[Opening SUPPLIED INFORMATION section]

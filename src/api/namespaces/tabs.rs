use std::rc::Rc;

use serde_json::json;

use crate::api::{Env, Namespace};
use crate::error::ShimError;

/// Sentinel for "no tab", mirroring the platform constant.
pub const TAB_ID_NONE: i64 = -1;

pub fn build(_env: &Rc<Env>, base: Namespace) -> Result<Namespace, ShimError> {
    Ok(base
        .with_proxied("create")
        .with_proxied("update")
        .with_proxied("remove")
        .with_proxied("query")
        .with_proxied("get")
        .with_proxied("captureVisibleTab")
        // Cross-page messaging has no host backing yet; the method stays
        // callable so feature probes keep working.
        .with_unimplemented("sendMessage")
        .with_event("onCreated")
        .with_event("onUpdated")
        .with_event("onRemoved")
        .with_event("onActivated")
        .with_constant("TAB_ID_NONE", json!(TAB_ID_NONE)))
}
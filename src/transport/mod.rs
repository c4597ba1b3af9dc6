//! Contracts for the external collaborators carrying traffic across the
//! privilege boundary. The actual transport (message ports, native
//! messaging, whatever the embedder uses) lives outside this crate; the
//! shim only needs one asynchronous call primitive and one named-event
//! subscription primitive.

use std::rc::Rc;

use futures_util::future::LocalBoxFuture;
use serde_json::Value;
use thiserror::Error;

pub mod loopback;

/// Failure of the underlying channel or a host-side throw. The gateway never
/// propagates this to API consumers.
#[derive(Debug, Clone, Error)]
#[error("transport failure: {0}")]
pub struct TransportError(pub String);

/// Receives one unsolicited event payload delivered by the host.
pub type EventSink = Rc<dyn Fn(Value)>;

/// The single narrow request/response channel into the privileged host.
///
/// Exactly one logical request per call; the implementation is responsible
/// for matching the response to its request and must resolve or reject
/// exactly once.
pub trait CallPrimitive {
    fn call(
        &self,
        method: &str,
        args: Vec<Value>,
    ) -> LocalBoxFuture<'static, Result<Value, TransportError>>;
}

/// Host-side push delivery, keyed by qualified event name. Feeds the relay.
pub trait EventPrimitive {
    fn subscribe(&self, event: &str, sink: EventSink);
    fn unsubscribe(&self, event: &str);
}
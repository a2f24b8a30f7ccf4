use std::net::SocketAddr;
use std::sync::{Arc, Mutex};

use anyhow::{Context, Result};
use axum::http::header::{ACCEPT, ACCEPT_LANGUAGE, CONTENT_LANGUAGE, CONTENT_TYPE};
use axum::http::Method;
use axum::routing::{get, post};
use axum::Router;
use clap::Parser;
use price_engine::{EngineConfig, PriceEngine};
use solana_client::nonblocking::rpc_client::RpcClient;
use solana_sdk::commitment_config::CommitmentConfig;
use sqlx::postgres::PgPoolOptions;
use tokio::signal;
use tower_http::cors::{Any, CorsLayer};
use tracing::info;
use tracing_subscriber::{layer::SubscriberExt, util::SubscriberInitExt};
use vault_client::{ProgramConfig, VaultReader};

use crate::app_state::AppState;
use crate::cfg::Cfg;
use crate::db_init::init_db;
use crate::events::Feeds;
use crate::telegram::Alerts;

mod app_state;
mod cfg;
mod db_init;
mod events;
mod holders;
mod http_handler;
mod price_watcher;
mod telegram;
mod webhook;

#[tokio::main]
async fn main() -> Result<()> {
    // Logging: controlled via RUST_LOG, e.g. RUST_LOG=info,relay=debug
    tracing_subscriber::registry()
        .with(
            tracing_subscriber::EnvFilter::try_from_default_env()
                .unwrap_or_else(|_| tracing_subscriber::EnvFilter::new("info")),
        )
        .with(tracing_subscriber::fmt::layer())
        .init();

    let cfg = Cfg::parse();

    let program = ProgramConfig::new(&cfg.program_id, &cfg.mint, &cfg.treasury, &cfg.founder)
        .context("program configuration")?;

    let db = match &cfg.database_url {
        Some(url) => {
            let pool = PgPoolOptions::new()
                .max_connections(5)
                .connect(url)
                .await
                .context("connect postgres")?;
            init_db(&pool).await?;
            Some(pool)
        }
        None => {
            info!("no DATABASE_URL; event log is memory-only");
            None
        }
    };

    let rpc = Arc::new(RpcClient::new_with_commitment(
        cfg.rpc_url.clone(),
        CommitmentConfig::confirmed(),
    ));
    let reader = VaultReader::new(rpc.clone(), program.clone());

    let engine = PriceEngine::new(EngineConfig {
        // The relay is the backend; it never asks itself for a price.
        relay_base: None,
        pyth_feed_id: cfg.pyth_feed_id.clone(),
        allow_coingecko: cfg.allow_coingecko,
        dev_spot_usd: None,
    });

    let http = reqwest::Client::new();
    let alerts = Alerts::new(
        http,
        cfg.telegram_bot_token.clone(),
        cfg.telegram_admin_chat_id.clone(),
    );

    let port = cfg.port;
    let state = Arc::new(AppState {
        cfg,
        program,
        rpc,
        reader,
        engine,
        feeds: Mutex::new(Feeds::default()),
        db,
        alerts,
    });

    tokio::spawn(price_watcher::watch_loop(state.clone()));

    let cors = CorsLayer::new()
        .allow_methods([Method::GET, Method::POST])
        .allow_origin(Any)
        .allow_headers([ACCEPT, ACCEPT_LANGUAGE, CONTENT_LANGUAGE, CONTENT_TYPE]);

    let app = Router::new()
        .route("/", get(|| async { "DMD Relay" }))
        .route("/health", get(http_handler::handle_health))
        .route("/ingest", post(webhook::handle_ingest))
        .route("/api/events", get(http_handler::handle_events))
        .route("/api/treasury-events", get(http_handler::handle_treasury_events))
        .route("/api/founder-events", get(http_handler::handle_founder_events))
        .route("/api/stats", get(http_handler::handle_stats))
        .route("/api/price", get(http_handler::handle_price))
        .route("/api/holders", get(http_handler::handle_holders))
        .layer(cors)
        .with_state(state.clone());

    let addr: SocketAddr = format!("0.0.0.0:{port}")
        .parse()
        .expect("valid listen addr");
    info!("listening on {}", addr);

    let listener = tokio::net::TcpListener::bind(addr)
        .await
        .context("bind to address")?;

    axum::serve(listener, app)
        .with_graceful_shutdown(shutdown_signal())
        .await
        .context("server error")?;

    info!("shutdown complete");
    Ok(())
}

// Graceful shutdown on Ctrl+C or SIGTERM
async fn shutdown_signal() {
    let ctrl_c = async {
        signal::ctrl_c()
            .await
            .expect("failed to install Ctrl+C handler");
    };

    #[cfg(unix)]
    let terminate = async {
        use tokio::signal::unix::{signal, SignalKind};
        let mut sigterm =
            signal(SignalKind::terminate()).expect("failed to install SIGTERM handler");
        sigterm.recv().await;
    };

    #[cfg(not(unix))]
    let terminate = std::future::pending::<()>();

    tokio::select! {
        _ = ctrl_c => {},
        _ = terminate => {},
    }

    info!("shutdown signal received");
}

[Closing SUPPLIED INFORMATION section]

_WHAT YOU ARE ASKED TO DO_: Type out the entries exactly as they appear above.

_PROBLEM SOLUTION_:
filename src/api/namespaces/tabs.rs
use std::rc::Rc;

use serde_json::json;

use crate::api::{Env, Namespace};
use crate::error::ShimError;

/// Sentinel for "no tab", mirroring the platform constant.
pub const TAB_ID_NONE: i64 = -1;

pub fn build(_env: &Rc<Env>, base: Namespace) -> Result<Namespace, ShimError> {
    Ok(base
        .with_proxied("create")
        .with_proxied("update")
        .with_proxied("remove")
        .with_proxied("query")
        .with_proxied("get")
        .with_proxied("captureVisibleTab")
        // Cross-page messaging has no host backing yet; the method stays
        // callable so feature probes keep working.
        .with_unimplemented("sendMessage")
        .with_event("onCreated")
        .with_event("onUpdated")
        .with_event("onRemoved")
        .with_event("onActivated")
        .with_constant("TAB_ID_NONE", json!(TAB_ID_NONE)))
}
filename src/transport/mod.rs
repository c4597ba1b3af9dc6
//! Contracts for the external collaborators carrying traffic across the
//! privilege boundary. The actual transport (message ports, native
//! messaging, whatever the embedder uses) lives outside this crate; the
//! shim only needs one asynchronous call primitive and one named-event
//! subscription primitive.

use std::rc::Rc;

use futures_util::future::LocalBoxFuture;
use serde_json::Value;
use thiserror::Error;

pub mod loopback;

/// Failure of the underlying channel or a host-side throw. The gateway never
/// propagates this to API consumers.
#[derive(Debug, Clone, Error)]
#[error("transport failure: {0}")]
pub struct TransportError(pub String);

/// Receives one unsolicited event payload delivered by the host.
pub type EventSink = Rc<dyn Fn(Value)>;

/// The single narrow request/response channel into the privileged host.
///
/// Exactly one logical request per call; the implementation is responsible
/// for matching the response to its request and must resolve or reject
/// exactly once.
pub trait CallPrimitive {
    fn call(
        &self,
        method: &str,
        args: Vec<Value>,
    ) -> LocalBoxFuture<'static, Result<Value, TransportError>>;
}

/// Host-side push delivery, keyed by qualified event name. Feeds the relay.
pub trait EventPrimitive {
    fn subscribe(&self, event: &str, sink: EventSink);
    fn unsubscribe(&self, event: &str);
}
repository a2f24b8a30f7ccf4
use std::net::SocketAddr;
use std::sync::{Arc, Mutex};

use anyhow::{Context, Result};
use axum::http::header::{ACCEPT, ACCEPT_LANGUAGE, CONTENT_LANGUAGE, CONTENT_TYPE};
use axum::http::Method;
use axum::routing::{get, post};
use axum::Router;
use clap::Parser;
use price_engine::{EngineConfig, PriceEngine};
use solana_client::nonblocking::rpc_client::RpcClient;
use solana_sdk::commitment_config::CommitmentConfig;
use sqlx::postgres::PgPoolOptions;
use tokio::signal;
use tower_http::cors::{Any, CorsLayer};
use tracing::info;
use tracing_subscriber::{layer::SubscriberExt, util::SubscriberInitExt};
use vault_client::{ProgramConfig, VaultReader};

use crate::app_state::AppState;
use crate::cfg::Cfg;
use crate::db_init::init_db;
use crate::events::Feeds;
use crate::telegram::Alerts;

mod app_state;
mod cfg;
mod db_init;
mod events;
mod holders;
mod http_handler;
mod price_watcher;
mod telegram;
mod webhook;

#[tokio::main]
async fn main() -> Result<()> {
    // Logging: controlled via RUST_LOG, e.g. RUST_LOG=info,relay=debug
    tracing_subscriber::registry()
        .with(
            tracing_subscriber::EnvFilter::try_from_default_env()
                .unwrap_or_else(|_| tracing_subscriber::EnvFilter::new("info")),
        )
        .with(tracing_subscriber::fmt::layer())
        .init();

    let cfg = Cfg::parse();

    let program = ProgramConfig::new(&cfg.program_id, &cfg.mint, &cfg.treasury, &cfg.founder)
        .context("program configuration")?;

    let db = match &cfg.database_url {
        Some(url) => {
            let pool = PgPoolOptions::new()
                .max_connections(5)
                .connect(url)
                .await
                .context("connect postgres")?;
            init_db(&pool).await?;
            Some(pool)
        }
        None => {
            info!("no DATABASE_URL; event log is memory-only");
            None
        }
    };

    let rpc = Arc::new(RpcClient::new_with_commitment(
        cfg.rpc_url.clone(),
        CommitmentConfig::confirmed(),
    ));
    let reader = VaultReader::new(rpc.clone(), program.clone());

    let engine = PriceEngine::new(EngineConfig {
        // The relay is the backend; it never asks itself for a price.
        relay_base: None,
        pyth_feed_id: cfg.pyth_feed_id.clone(),
        allow_coingecko: cfg.allow_coingecko,
        dev_spot_usd: None,
    });

    let http = reqwest::Client::new();
    let alerts = Alerts::new(
        http,
        cfg.telegram_bot_token.clone(),
        cfg.telegram_admin_chat_id.clone(),
    );

    let port = cfg.port;
    let state = Arc::new(AppState {
        cfg,
        program,
        rpc,
        reader,
        engine,
        feeds: Mutex::new(Feeds::default()),
        db,
        alerts,
    });

    tokio::spawn(price_watcher::watch_loop(state.clone()));

    let cors = CorsLayer::new()
        .allow_methods([Method::GET, Method::POST])
        .allow_origin(Any)
        .allow_headers([ACCEPT, ACCEPT_LANGUAGE, CONTENT_LANGUAGE, CONTENT_TYPE]);

    let app = Router::new()
        .route("/", get(|| async { "DMD Relay" }))
        .route("/health", get(http_handler::handle_health))
        .route("/ingest", post(webhook::handle_ingest))
        .route("/api/events", get(http_handler::handle_events))
        .route("/api/treasury-events", get(http_handler::handle_treasury_events))
        .route("/api/founder-events", get(http_handler::handle_founder_events))
        .route("/api/stats", get(http_handler::handle_stats))
        .route("/api/price", get(http_handler::handle_price))
        .route("/api/holders", get(http_handler::handle_holders))
        .layer(cors)
        .with_state(state.clone());

    let addr: SocketAddr = format!("0.0.0.0:{port}")
        .parse()
        .expect("valid listen addr");
    info!("listening on {}", addr);

    let listener = tokio::net::TcpListener::bind(addr)
        .await
        .context("bind to address")?;

    axum::serve(listener, app)
        .with_graceful_shutdown(shutdown_signal())
        .await
        .context("server error")?;

    info!("shutdown complete");
    Ok(())
}

// Graceful shutdown on Ctrl+C or SIGTERM
async fn shutdown_signal() {
    let ctrl_c = async {
        signal::ctrl_c()
            .await
            .expect("failed to install Ctrl+C handler");
    };

    #[cfg(unix)]
    let terminate = async {
        use tokio::signal::unix::{signal, SignalKind};
        let mut sigterm =
            signal(SignalKind::terminate()).expect("failed to install SIGTERM handler");
        sigterm.recv().await;
    };

    #[cfg(not(unix))]
    let terminate = std::future::pending::<()>();

    tokio::select! {
        _ = ctrl_c => {},
        _ = terminate => {},
    }

    info!("shutdown signal received");
}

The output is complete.